Innovative Graphene-Dielectric Metasurface: Harnessing Bound States in the Continuum for Advanced THz-Wave Modulation and High-Sensitivity Sensing

Abstract

We introduce a metasurface capable of generating multiple bound states in the continuum (BICs). Through the rotation of two LiTaO 3 columns, the symmetry protection can be broken, resulting in a quasi-BIC with a high quality factor. The multipolar analysis of each BIC confirms that the dominant pole aligns closely with the electromagnetic field. Additionally, we demonstrate the tunability of the quasi-BIC’s quality factor by modifying the Fermi level of graphene, designing a terahertz (THz)-wave modulator with a remarkable modulation depth more than 90% and a modulation range of 36 meV, 108 meV, 30 meV, 1.2 meV, and 42 meV. Furthermore, the sensing performance of the metasurface is investigated.

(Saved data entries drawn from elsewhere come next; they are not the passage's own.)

//! Bed probe service trait

/// Errors that can occur while probing
#[derive(Debug, Clone, Copy, PartialEq, Eq)]
#[cfg_attr(feature = "defmt", derive(defmt::Format))]
pub enum ProbeError {
    /// Probe did not trigger within the allowed travel
    NotTriggered,
    /// Probe was already triggered before the move
    AlreadyTriggered,
    /// Requested point is outside the probe's reach
    OutOfRange,
    /// Probe returned a non-numeric reading
    InvalidReading,
}

/// Trait for bed probes
///
/// Implementations handle the physical probe type (inductive, BLTouch,
/// FSR, manual paper test, ...). Hardware timeouts are the
/// implementation's responsibility and surface as [`ProbeError`].
pub trait ProbeService {
    /// Deploy the probe
    fn deploy(&mut self);

    /// Stow the probe
    fn stow(&mut self);

    /// Probe at a position and return the signed height error in mm
    ///
    /// `repeat` readings are taken and averaged by the probe. With
    /// `stow_after` set the probe is stowed after the reading.
    /// Some probes return `Ok(NaN)` on failure; callers treat that the
    /// same as an error.
    fn sample_at(&mut self, x: f32, y: f32, stow_after: bool, repeat: u8)
        -> Result<f32, ProbeError>;
}

impl<T: ProbeService + ?Sized> ProbeService for &mut T {
    fn deploy(&mut self) {
        (**self).deploy()
    }

    fn stow(&mut self) {
        (**self).stow()
    }

    fn sample_at(
        &mut self,
        x: f32,
        y: f32,
        stow_after: bool,
        repeat: u8,
    ) -> Result<f32, ProbeError> {
        (**self).sample_at(x, y, stow_after, repeat)
    }
}
//! Machine geometry implementations

pub mod delta;

pub use delta::{DeltaMechanics, Unreachable};
//! Simple TOML parser for delta machine configuration
//!
//! This is a minimal TOML parser that handles only the subset needed for
//! the delta configuration. It does NOT support the full TOML grammar.
//!
//! Supported features:
//! - Key = value pairs (float, integer, boolean)
//! - [section] headers
//! - Flat arrays of three numbers: endstop_adj = [0.0, -0.2, 0.1]
//! - Comments (# ...)
//!
//! NOT supported:
//! - Strings, datetimes, inline tables
//! - Dotted keys
//! - Multi-line arrays

use super::delta::DeltaConfig;

/// Parse error
#[derive(Debug, Clone, Copy, PartialEq, Eq)]
#[cfg_attr(feature = "defmt", derive(defmt::Format))]
pub enum ParseError {
    /// Invalid or unknown section header
    InvalidSection,
    /// Invalid value type
    InvalidValue,
    /// Array with the wrong number of elements
    InvalidArrayLength,
    /// Values parsed but the resulting geometry is implausible
    InvalidGeometry,
}

/// Current parsing context
#[derive(Debug, Clone, Copy, PartialEq, Eq)]
enum Section {
    Root,
    Delta,
    Probe,
}

/// Parse TOML configuration into a DeltaConfig
///
/// Missing keys keep their defaults; unknown keys are ignored.
pub fn parse_config(input: &str) -> Result<DeltaConfig, ParseError> {
    let mut config = DeltaConfig::default();
    let mut section = Section::Root;

    for line in input.lines() {
        let line = line.trim();

        // Skip empty lines and comments
        if line.is_empty() || line.starts_with('#') {
            continue;
        }

        if line.starts_with('[') && line.ends_with(']') {
            section = parse_section_header(&line[1..line.len() - 1])?;
            continue;
        }

        if let Some((key, value)) = parse_key_value(line) {
            apply_value(section, key, value, &mut config)?;
        }
    }

    if !config.is_valid() {
        return Err(ParseError::InvalidGeometry);
    }

    Ok(config)
}

fn parse_section_header(header: &str) -> Result<Section, ParseError> {
    match header.trim() {
        "delta" => Ok(Section::Delta),
        "probe" => Ok(Section::Probe),
        _ => Err(ParseError::InvalidSection),
    }
}

fn parse_key_value(line: &str) -> Option<(&str, &str)> {
    let eq_pos = line.find('=')?;
    let key = line[..eq_pos].trim();
    let value = line[eq_pos + 1..].trim();

    // Remove inline comments
    let value = match value.find('#') {
        Some(hash_pos) => value[..hash_pos].trim(),
        None => value,
    };

    if key.is_empty() || value.is_empty() {
        return None;
    }

    Some((key, value))
}

fn parse_float(value: &str) -> Result<f32, ParseError> {
    let parsed: f32 = value.parse().map_err(|_| ParseError::InvalidValue)?;
    if parsed.is_finite() {
        Ok(parsed)
    } else {
        Err(ParseError::InvalidValue)
    }
}

fn parse_bool(value: &str) -> Result<bool, ParseError> {
    match value {
        "true" => Ok(true),
        "false" => Ok(false),
        _ => Err(ParseError::InvalidValue),
    }
}

/// Parse `[a, b, c]`
fn parse_triple(value: &str) -> Result<[f32; 3], ParseError> {
    let inner = value
        .strip_prefix('[')
        .and_then(|v| v.strip_suffix(']'))
        .ok_or(ParseError::InvalidValue)?;

    let mut out = [0.0f32; 3];
    let mut count = 0;
    for item in inner.split(',') {
        let item = item.trim();
        if item.is_empty() {
            // Trailing comma
            continue;
        }
        if count == out.len() {
            return Err(ParseError::InvalidArrayLength);
        }
        out[count] = parse_float(item)?;
        count += 1;
    }

    if count != out.len() {
        return Err(ParseError::InvalidArrayLength);
    }
    Ok(out)
}

fn apply_value(
    section: Section,
    key: &str,
    value: &str,
    config: &mut DeltaConfig,
) -> Result<(), ParseError> {
    match section {
        Section::Root => {}
        Section::Delta => match key {
            "radius" => config.radius = parse_float(value)?,
            "diagonal_rod" => config.diagonal_rod = parse_float(value)?,
            "height" => config.height = parse_float(value)?,
            "printable_radius" => config.printable_radius = parse_float(value)?,
            "endstop_adj" => config.endstop_adj = parse_triple(value)?,
            "tower_angle_adj" => config.tower_angle_adj = parse_triple(value)?,
            "clip_start_height" => config.clip_start_height = parse_float(value)?,
            "home_to_safe_zone" => config.home_to_safe_zone = parse_bool(value)?,
            _ => {}
        },
        Section::Probe => match key {
            "radius" => config.probe.radius = parse_float(value)?,
            "x_offset" => config.probe.x_offset = parse_float(value)?,
            "y_offset" => config.probe.y_offset = parse_float(value)?,
            "manual" => config.probe.manual = parse_bool(value)?,
            _ => {}
        },
    }
    Ok(())
}

#[cfg(test)]
mod tests {
    use super::*;

    const SAMPLE: &str = r#"
# Kossel mini
[delta]
radius = 102.5
diagonal_rod = 218.0   # carbon rods
height = 295.3
printable_radius = 85
endstop_adj = [0.0, -0.42, -0.15]
tower_angle_adj = [0.1, -0.05, -0.05]
home_to_safe_zone = false

[probe]
radius = 75.0
x_offset = 0.0
y_offset = -18.5
manual = true
"#;

    #[test]
    fn test_parse_full_config() {
        let config = parse_config(SAMPLE).unwrap();
        assert_eq!(config.radius, 102.5);
        assert_eq!(config.diagonal_rod, 218.0);
        assert_eq!(config.height, 295.3);
        assert_eq!(config.printable_radius, 85.0);
        assert_eq!(config.endstop_adj, [0.0, -0.42, -0.15]);
        assert_eq!(config.tower_angle_adj[0], 0.1);
        assert!(!config.home_to_safe_zone);
        // Not given, default kept
        assert_eq!(config.clip_start_height, 25.0);

        assert_eq!(config.probe.radius, 75.0);
        assert_eq!(config.probe.y_offset, -18.5);
        assert!(config.probe.manual);
    }

    #[test]
    fn test_empty_input_gives_defaults() {
        assert_eq!(parse_config("").unwrap(), DeltaConfig::default());
    }

    #[test]
    fn test_parse_triple() {
        assert_eq!(parse_triple("[1, 2.5, -3]").unwrap(), [1.0, 2.5, -3.0]);
        assert_eq!(parse_triple("[1, 2, 3,]").unwrap(), [1.0, 2.0, 3.0]);
        assert_eq!(parse_triple("[1, 2]"), Err(ParseError::InvalidArrayLength));
        assert_eq!(
            parse_triple("[1, 2, 3, 4]"),
            Err(ParseError::InvalidArrayLength)
        );
        assert_eq!(parse_triple("1, 2, 3"), Err(ParseError::InvalidValue));
    }

    #[test]
    fn test_unknown_section_rejected() {
        let result = parse_config("[extruder]\nrotation_distance = 22.6");
        assert_eq!(result, Err(ParseError::InvalidSection));
    }

    #[test]
    fn test_invalid_values_rejected() {
        assert_eq!(
            parse_config("[delta]\nradius = wide"),
            Err(ParseError::InvalidValue)
        );
        assert_eq!(
            parse_config("[probe]\nmanual = yes"),
            Err(ParseError::InvalidValue)
        );
        assert_eq!(
            parse_config("[delta]\nradius = inf"),
            Err(ParseError::InvalidValue)
        );
    }

    #[test]
    fn test_implausible_geometry_rejected() {
        // Rods shorter than the radius cannot reach the center
        let result = parse_config("[delta]\nradius = 150\ndiagonal_rod = 100");
        assert_eq!(result, Err(ParseError::InvalidGeometry));
    }
}
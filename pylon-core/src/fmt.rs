//! Logging shims
//!
//! Forward to `defmt` when the `defmt` feature is enabled, otherwise the
//! arguments are borrowed and discarded so host builds need no logger.

#![allow(unused_macros)]

macro_rules! trace {
    ($s:literal $(, $x:expr)* $(,)?) => {
        {
            #[cfg(feature = "defmt")]
            ::defmt::trace!($s $(, $x)*);
            #[cfg(not(feature = "defmt"))]
            let _ = ($( & $x ),*);
        }
    };
}

macro_rules! debug {
    ($s:literal $(, $x:expr)* $(,)?) => {
        {
            #[cfg(feature = "defmt")]
            ::defmt::debug!($s $(, $x)*);
            #[cfg(not(feature = "defmt"))]
            let _ = ($( & $x ),*);
        }
    };
}

macro_rules! info {
    ($s:literal $(, $x:expr)* $(,)?) => {
        {
            #[cfg(feature = "defmt")]
            ::defmt::info!($s $(, $x)*);
            #[cfg(not(feature = "defmt"))]
            let _ = ($( & $x ),*);
        }
    };
}

macro_rules! warn {
    ($s:literal $(, $x:expr)* $(,)?) => {
        {
            #[cfg(feature = "defmt")]
            ::defmt::warn!($s $(, $x)*);
            #[cfg(not(feature = "defmt"))]
            let _ = ($( & $x ),*);
        }
    };
}

macro_rules! error {
    ($s:literal $(, $x:expr)* $(,)?) => {
        {
            #[cfg(feature = "defmt")]
            ::defmt::error!($s $(, $x)*);
            #[cfg(not(feature = "defmt"))]
            let _ = ($( & $x ),*);
        }
    };
}
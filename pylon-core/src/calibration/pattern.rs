//! Probe-pattern planner
//!
//! Decides which sample slots a density level populates, where each
//! physical probe point lies, and how repeated readings fold into a slot.

use heapless::Vec;

use super::args::{CalibrationConfig, DensityLevel};
use super::sample::{SampleVector, SAMPLE_SLOTS};
use crate::config::ProbeConfig;
use crate::traits::{ProbeError, ProbeService};

/// Largest number of physical probe points in one pass (level 7)
pub const MAX_PROBE_POINTS: usize = 49;

/// Radius of the near-center sub-samples, relative to the probe radius
const CENTER_RING_FACTOR: f32 = 0.1;

/// Radial step between zig-zag rings, relative to the probe radius
const CIRCLE_STEP: f32 = 0.1;

/// Angle of a ring slot in radians
pub fn slot_angle(slot: u8) -> f32 {
    (180.0 + 30.0 * slot as f32).to_radians()
}

/// One physical probe position and the slot its reading feeds
#[derive(Debug, Clone, Copy, PartialEq)]
#[cfg_attr(feature = "defmt", derive(defmt::Format))]
pub struct ProbePoint {
    /// Sample slot (0 = center)
    pub slot: u8,
    /// Nozzle X in mm
    pub x: f32,
    /// Nozzle Y in mm
    pub y: f32,
}

/// Probe pattern for one density level
#[derive(Debug, Clone, Copy, PartialEq)]
#[cfg_attr(feature = "defmt", derive(defmt::Format))]
pub struct ProbePattern {
    density: DensityLevel,
    opposites: bool,
    radius: f32,
    x_offset: f32,
    y_offset: f32,
}

impl ProbePattern {
    /// Pattern for a validated configuration and probe geometry
    pub fn new(config: &CalibrationConfig, probe: &ProbeConfig) -> Self {
        Self {
            density: config.density,
            opposites: config.uses_opposites(),
            radius: probe.radius,
            x_offset: probe.x_offset,
            y_offset: probe.y_offset,
        }
    }

    /// Whether the true center point is probed
    ///
    /// Half and triple circle patterns substitute the near-center ring.
    pub fn probes_center(&self) -> bool {
        self.density.probes()
            && !matches!(
                self.density,
                DensityLevel::HalfCircle | DensityLevel::TripleCircle
            )
    }

    /// Slots of the near-center sub-samples
    fn center_ring_slots(&self) -> impl Iterator<Item = u8> {
        let (first, step) = if self.density.is_multi_circle() {
            (11u8, 2usize)
        } else {
            (9u8, 4usize)
        };
        let active = self.density.probes() && self.density >= DensityLevel::HalfCircle;
        (1..=first)
            .rev()
            .step_by(step)
            .filter(move |_| active)
    }

    /// Divisor applied to the accumulated center slot
    fn center_divisor(&self) -> Option<f32> {
        if !self.density.probes() || self.density < DensityLevel::HalfCircle {
            return None;
        }
        Some(match self.density {
            DensityLevel::DoubleCircle => 7.0,
            level => level.as_u8() as f32,
        })
    }

    /// First ring slot and step between ring slots
    fn ring_walk(&self) -> (u8, usize) {
        let start = if self.opposites { 3 } else { 1 };
        let step = match self.density {
            DensityLevel::Towers => 4,
            DensityLevel::HalfCircle => 2,
            _ => 1,
        };
        (start, step)
    }

    /// Slots of the probed ring positions, in probing order
    pub fn ring_slots(&self) -> impl Iterator<Item = u8> {
        let (start, step) = self.ring_walk();
        let active = self.density.probes() && self.density != DensityLevel::Center;
        (start..SAMPLE_SLOTS as u8)
            .step_by(step)
            .filter(move |_| active)
    }

    /// Half-width (in circle steps) of the radii a ring slot is probed on
    ///
    /// Zig positions get an extra half step outward.
    fn offset_circles(&self, zig: bool) -> f32 {
        let zigadd = if zig { 0.5 } else { 0.0 };
        match self.density {
            DensityLevel::QuadrupleCircle => zigadd + 1.0,
            DensityLevel::TripleCircle => zigadd + 0.5,
            DensityLevel::DoubleCircle => zigadd,
            _ => 0.0,
        }
    }

    /// Whether odd ring slots are blended with their neighbours
    pub fn smooths_intermediates(&self) -> bool {
        self.density >= DensityLevel::Full
    }

    /// Slots that feed the RMS statistic
    pub fn statistic_slots(&self) -> impl Iterator<Item = u8> {
        let probes = self.density.probes();
        let rings = probes && self.density != DensityLevel::Center;
        let start = if self.opposites { 3 } else { 1 };
        let step = if self.density == DensityLevel::Towers { 4 } else { 2 };

        core::iter::once(0u8)
            .filter(move |_| probes)
            .chain(
                (start..SAMPLE_SLOTS as u8)
                    .step_by(step)
                    .filter(move |_| rings),
            )
    }

    /// Slots populated by a probing pass
    pub fn populated_slots(&self) -> impl Iterator<Item = u8> {
        let center = self.density.probes();
        core::iter::once(0u8)
            .filter(move |_| center)
            .chain(self.ring_slots())
    }

    fn point(&self, slot: u8, angle_slot: u8, r: f32) -> ProbePoint {
        let a = slot_angle(angle_slot);
        ProbePoint {
            slot,
            x: libm::cosf(a) * r + self.x_offset,
            y: libm::sinf(a) * r + self.y_offset,
        }
    }

    /// Ring points for one slot with its zig-zag state
    fn ring_points(&self, slot: u8, zig: bool) -> impl Iterator<Item = ProbePoint> + '_ {
        let offset = self.offset_circles(zig);
        let direction = if zig { CIRCLE_STEP } else { -CIRCLE_STEP };
        let count = (2.0 * offset) as u8 + 1;
        (0..count).map(move |i| {
            let circles = -offset + i as f32;
            self.point(slot, slot, self.radius * (1.0 + circles * direction))
        })
    }

    /// Every physical probe point of one pass, in probing order
    pub fn points(&self) -> Vec<ProbePoint, MAX_PROBE_POINTS> {
        let mut out = Vec::new();

        if self.probes_center() {
            let _ = out.push(ProbePoint {
                slot: 0,
                x: self.x_offset,
                y: self.y_offset,
            });
        }
        for angle_slot in self.center_ring_slots() {
            let _ = out.push(self.point(0, angle_slot, self.radius * CENTER_RING_FACTOR));
        }

        let mut zig = true;
        for slot in self.ring_slots() {
            for point in self.ring_points(slot, zig) {
                let _ = out.push(point);
            }
            zig = !zig;
        }

        out
    }

    /// Number of readings averaged into a ring slot
    fn ring_divisor(&self, zig: bool) -> f32 {
        2.0 * self.offset_circles(zig) + 1.0
    }

    /// Probe every point of the pattern and fold readings into slots
    ///
    /// Stops at the first failed or non-finite reading and reports its slot.
    pub fn probe<P: ProbeService>(
        &self,
        probe: &mut P,
        stow_each: bool,
    ) -> Result<SampleVector, (u8, ProbeError)> {
        let mut samples = SampleVector::new();
        if !self.density.probes() {
            return Ok(samples);
        }

        let points = self.points();
        for point in &points {
            let z = match probe.sample_at(point.x, point.y, stow_each, 1) {
                Ok(z) if !z.is_finite() => Err(ProbeError::InvalidReading),
                other => other,
            }
            .map_err(|e| (point.slot, e))?;
            samples.accumulate(point.slot as usize, z);
        }

        if let Some(divisor) = self.center_divisor() {
            samples.average(0, divisor);
        }

        let mut zig = true;
        for slot in self.ring_slots() {
            samples.average(slot as usize, self.ring_divisor(zig));
            zig = !zig;
        }

        if self.smooths_intermediates() {
            samples.smooth_intermediates();
        }

        trace!("Probed {} points", points.len());
        Ok(samples)
    }

    /// Positions on the outermost ring, for the reachability pre-check
    pub fn outer_ring(&self) -> impl Iterator<Item = (f32, f32)> + '_ {
        let r = (1.0 + self.density.outer_circles() * CIRCLE_STEP) * self.radius;
        (1..SAMPLE_SLOTS as u8).map(move |slot| {
            let p = self.point(slot, slot, r);
            (p.x, p.y)
        })
    }
}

The sensitivity of peak1 is measured at 0.41 THz/RIU, peak2 at 0.4 THz/RIU, peak3 at 1.049 THz/RIU, peak4 at 0.34 THz/RIU, and peak5 at 1.59 THz/RIU, and the figure of merit of these BICs is calculated as 455.56RIU −1 , 62.8RIU −1 , 11,655.56RIU −1 , 17,000RIU −1 , and 7,950RIU −1 , respectively. Compared with relevant studies, our metasurface demonstrates excellent performance. The results of these studies have potential applications in sensing, optical communication, and energy harvesting, and open up possibilities for efficient control and manipulation of terahertz waves.